Comment la mémoire du génocide se structure-t-elle en Turquie ?
Les principaux responsables s’enfuient en Allemagne à l’automne 1918 au moment de l’effondrement de l’Empire ottoman. S’installe un gouvernement issu de l’Entente libérale. Ses membres sont décidés à juger les responsables du génocide. Des déclarations très fortes sont posées, et des procès sont lancés. Mais cette phase de justice sera mise en échec après l’isolement progressif des libéraux face à la croisade nationaliste de Mustapha Kemal.
A l’origine, le fondateur de la Turquie nouvelle s’était montré très sévère pour les responsables de la défaite et du génocide, jugeant qu’une position claire sur le sujet pourrait permettre une paix honorable.
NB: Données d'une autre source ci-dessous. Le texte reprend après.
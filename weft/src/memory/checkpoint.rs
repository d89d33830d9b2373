//! Checkpoint, metadata and pending-write types shared by every backend.

use std::collections::BTreeMap;

use serde::{Deserialize, Serialize};
use serde_json::{Map, Value};

use super::checkpoint_id::next_checkpoint_id;
use super::checkpointer::CheckpointError;
use super::config::RunnableConfig;

/// Checkpoint format version.
pub const CHECKPOINT_VERSION: u32 = 1;

/// Reserved write: the task failed.
pub const ERROR: &str = "__error__";
/// Reserved write: the task was scheduled.
pub const SCHEDULED: &str = "__scheduled__";
/// Reserved write: the task suspended with a payload.
pub const INTERRUPT: &str = "__interrupt__";
/// Reserved write: the value the suspended task resumes with.
pub const RESUME: &str = "__resume__";
/// Writes to this channel on a parent checkpoint become the child's `pending_sends`.
pub const TASKS: &str = "__pregel_tasks";

/// Default page size of `Checkpointer::list`.
pub const DEFAULT_LIST_LIMIT: usize = 100;

/// Fixed index for reserved channels. Writes to these overwrite on repeat; every other
/// channel is first-write-wins per (task, index).
pub fn writes_idx_map(channel: &str) -> Option<i64> {
    match channel {
        ERROR => Some(-1),
        SCHEDULED => Some(-2),
        INTERRUPT => Some(-3),
        RESUME => Some(-4),
        _ => None,
    }
}

/// Channel name to version token. Tokens are zero-padded integers, so string order
/// equals numeric order.
pub type ChannelVersions = BTreeMap<String, String>;

/// Version token for the n-th version of a channel.
pub fn version_token(n: u64) -> String {
    format!("{:020}", n)
}

/// Parses a version token back to its counter. Unknown formats count as 0.
pub fn parse_version(token: &str) -> u64 {
    token.parse().unwrap_or(0)
}

/// Snapshot of graph progress after one superstep.
#[derive(Debug, Clone, PartialEq, Serialize, Deserialize)]
pub struct Checkpoint {
    pub v: u32,
    pub id: String,
    /// RFC 3339 creation time.
    pub ts: String,
    /// Hydrated from blobs on read; backends never store it inline.
    #[serde(default, skip_serializing_if = "BTreeMap::is_empty")]
    pub channel_values: BTreeMap<String, Value>,
    #[serde(default)]
    pub channel_versions: ChannelVersions,
    /// Node id to the channel versions it had seen when it last ran.
    #[serde(default)]
    pub versions_seen: BTreeMap<String, ChannelVersions>,
    #[serde(default)]
    pub pending_sends: Vec<Value>,
}

impl Checkpoint {
    /// Empty checkpoint with a fresh time-ordered id.
    pub fn new() -> Self {
        Self {
            v: CHECKPOINT_VERSION,
            id: next_checkpoint_id(),
            ts: chrono::Utc::now().to_rfc3339(),
            channel_values: BTreeMap::new(),
            channel_versions: ChannelVersions::new(),
            versions_seen: BTreeMap::new(),
            pending_sends: Vec::new(),
        }
    }

    /// Copy without `channel_values`, as stored in the checkpoint row.
    pub fn without_values(&self) -> Self {
        Self {
            channel_values: BTreeMap::new(),
            ..self.clone()
        }
    }
}

impl Default for Checkpoint {
    fn default() -> Self {
        Self::new()
    }
}

/// What produced a checkpoint.
#[derive(Debug, Clone, Copy, PartialEq, Eq, Default, Serialize, Deserialize)]
#[serde(rename_all = "lowercase")]
pub enum CheckpointSource {
    /// Input applied before the first superstep.
    Input,
    /// A superstep of the run loop.
    #[default]
    Loop,
    /// Manual state update.
    Update,
    /// Copy of another checkpoint.
    Fork,
}

/// Metadata attached to a checkpoint; free-form beyond source/step/parents.
#[derive(Debug, Clone, Default, PartialEq, Serialize, Deserialize)]
pub struct CheckpointMetadata {
    #[serde(default)]
    pub source: CheckpointSource,
    /// -1 for the input checkpoint, then 0, 1, ...
    #[serde(default)]
    pub step: i64,
    /// Namespace to parent checkpoint id.
    #[serde(default, skip_serializing_if = "BTreeMap::is_empty")]
    pub parents: BTreeMap<String, String>,
    #[serde(flatten)]
    pub extra: Map<String, Value>,
}

impl CheckpointMetadata {
    pub fn new(source: CheckpointSource, step: i64) -> Self {
        Self {
            source,
            step,
            ..Self::default()
        }
    }

    pub fn with_extra(mut self, key: impl Into<String>, value: Value) -> Self {
        self.extra.insert(key.into(), value);
        self
    }

    /// JSON form with NUL bytes removed from every key and string.
    pub fn to_sanitized_value(&self) -> Result<Value, CheckpointError> {
        serde_json::to_value(self)
            .map(strip_nul)
            .map_err(|e| CheckpointError::Serialization(format!("checkpoint metadata: {}", e)))
    }

    /// Parses stored metadata. Unknown fields land in `extra`; a malformed known field
    /// is an error.
    pub fn from_value(value: Value) -> Result<Self, CheckpointError> {
        serde_json::from_value(value)
            .map_err(|e| CheckpointError::Serialization(format!("checkpoint metadata: {}", e)))
    }
}

/// Removes `\0` from all strings and object keys, recursively.
pub fn strip_nul(value: Value) -> Value {
    match value {
        Value::String(s) if s.contains('\0') => Value::String(s.replace('\0', "")),
        Value::Array(items) => Value::Array(items.into_iter().map(strip_nul).collect()),
        Value::Object(map) => Value::Object(
            map.into_iter()
                .map(|(k, v)| (k.replace('\0', ""), strip_nul(v)))
                .collect(),
        ),
        other => other,
    }
}

/// Subset match: every key of `filter` is present in `metadata` with an equal value.
pub fn metadata_matches(metadata: &Value, filter: &Map<String, Value>) -> bool {
    filter
        .iter()
        .all(|(k, expected)| metadata.get(k) == Some(expected))
}

/// One uncommitted write by a task.
#[derive(Debug, Clone, PartialEq, Serialize, Deserialize)]
pub struct PendingWrite {
    pub task_id: String,
    pub channel: String,
    pub value: Value,
}

/// A checkpoint with everything needed to resume from it.
#[derive(Debug, Clone)]
pub struct CheckpointTuple {
    /// Points at this checkpoint.
    pub config: RunnableConfig,
    pub checkpoint: Checkpoint,
    pub metadata: CheckpointMetadata,
    pub parent_config: Option<RunnableConfig>,
    /// Sorted by (task_id, index).
    pub pending_writes: Vec<PendingWrite>,
}

/// Options for `Checkpointer::list`.
#[derive(Debug, Clone, Default)]
pub struct ListOptions {
    /// Subset match against metadata.
    pub filter: Option<Map<String, Value>>,
    /// Only checkpoints with an id strictly lower than this.
    pub before: Option<String>,
    /// Defaults to [`DEFAULT_LIST_LIMIT`].
    pub limit: Option<usize>,
}

impl ListOptions {
    pub fn limit(mut self, n: usize) -> Self {
        self.limit = Some(n);
        self
    }

    pub fn before(mut self, checkpoint_id: impl Into<String>) -> Self {
        self.before = Some(checkpoint_id.into());
        self
    }

    pub fn filter(mut self, filter: Map<String, Value>) -> Self {
        self.filter = Some(filter);
        self
    }

    pub fn effective_limit(&self) -> usize {
        self.limit.unwrap_or(DEFAULT_LIST_LIMIT)
    }

    /// Row-level check shared by backends.
    pub fn accepts(&self, checkpoint_id: &str, metadata: &Value) -> bool {
        if let Some(before) = &self.before {
            if checkpoint_id >= before.as_str() {
                return false;
            }
        }
        match &self.filter {
            Some(f) => metadata_matches(metadata, f),
            None => true,
        }
    }
}

#[cfg(test)]
mod tests {
    use super::*;
    use serde_json::json;

    /// **Scenario**: reserved channels map to fixed negative indices; others do not.
    #[test]
    fn writes_idx_map_reserved_only() {
        assert_eq!(writes_idx_map(ERROR), Some(-1));
        assert_eq!(writes_idx_map(SCHEDULED), Some(-2));
        assert_eq!(writes_idx_map(INTERRUPT), Some(-3));
        assert_eq!(writes_idx_map(RESUME), Some(-4));
        assert_eq!(writes_idx_map("messages"), None);
        assert_eq!(writes_idx_map(TASKS), None);
    }

    /// **Scenario**: version tokens compare like their counters.
    #[test]
    fn version_tokens_sort_numerically() {
        assert!(version_token(9) < version_token(10));
        assert_eq!(parse_version(&version_token(42)), 42);
    }

    /// **Scenario**: NUL bytes vanish from nested strings and keys.
    #[test]
    fn strip_nul_recurses() {
        let v = json!({"a\u{0}b": ["x\u{0}", {"c": "d\u{0}e"}], "n": 1});
        assert_eq!(strip_nul(v), json!({"ab": ["x", {"c": "de"}], "n": 1}));
    }

    /// **Scenario**: metadata extra fields flatten next to source/step and parse back.
    #[test]
    fn metadata_flattens_extra() {
        let m = CheckpointMetadata::new(CheckpointSource::Input, -1)
            .with_extra("user\u{0}", json!("u\u{0}1"));
        let v = m.to_sanitized_value().unwrap();
        assert_eq!(v["source"], "input");
        assert_eq!(v["step"], -1);
        assert_eq!(v["user"], "u1");
        let back = CheckpointMetadata::from_value(v).unwrap();
        assert_eq!(back.step, -1);
        assert_eq!(back.extra.get("user"), Some(&json!("u1")));
    }

    /// **Scenario**: stored metadata with a malformed step or source is reported, not
    /// replaced by defaults.
    #[test]
    fn corrupt_metadata_is_an_error() {
        for bad in [
            json!({"source": "loop", "step": "three"}),
            json!({"source": "sideways", "step": 1}),
            json!(["not", "an", "object"]),
        ] {
            assert!(matches!(
                CheckpointMetadata::from_value(bad),
                Err(CheckpointError::Serialization(_))
            ));
        }
    }

    /// **Scenario**: filter is a subset match, not whole-object equality.
    #[test]
    fn metadata_filter_is_subset() {
        let meta = json!({"source": "loop", "step": 3, "tag": "x"});
        let mut f = Map::new();
        f.insert("source".into(), json!("loop"));
        assert!(metadata_matches(&meta, &f));
        f.insert("step".into(), json!(4));
        assert!(!metadata_matches(&meta, &f));
    }

    /// **Scenario**: before is an exclusive upper bound.
    #[test]
    fn list_options_before_is_exclusive() {
        let o = ListOptions::default().before("b");
        assert!(o.accepts("a", &json!({})));
        assert!(!o.accepts("b", &json!({})));
        assert_eq!(o.effective_limit(), DEFAULT_LIST_LIMIT);
    }
}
Puis sa position évolue, parce qu’il a besoin de cadres pour son nouveau pouvoir, et parce que les prétentions territoriales des Alliés menacent la souveraineté nationale. La conquête de Smyrne par les Grecs est un point de non-retour. Dès lors, l’objectif de juger des responsables unionistes du génocide est abandonné. S’ajoutent à cela les représailles commises par les Arméniens contre les Turcs sur le front russe, point de départ de la thèse de certains négationnistes d’un génocide contre les Turcs perpétré par les Arméniens…
Comment le dispositif négationniste se met-il en place ?
Globalement, la cause des survivants arméniens disparaît de l’agenda kémaliste, au point que l’idée même de reconnaissance de l’ampleur des massacres devient un danger pour la future République. Certains députés en viennent à les justifier, comme Lire le reste de cette entrée »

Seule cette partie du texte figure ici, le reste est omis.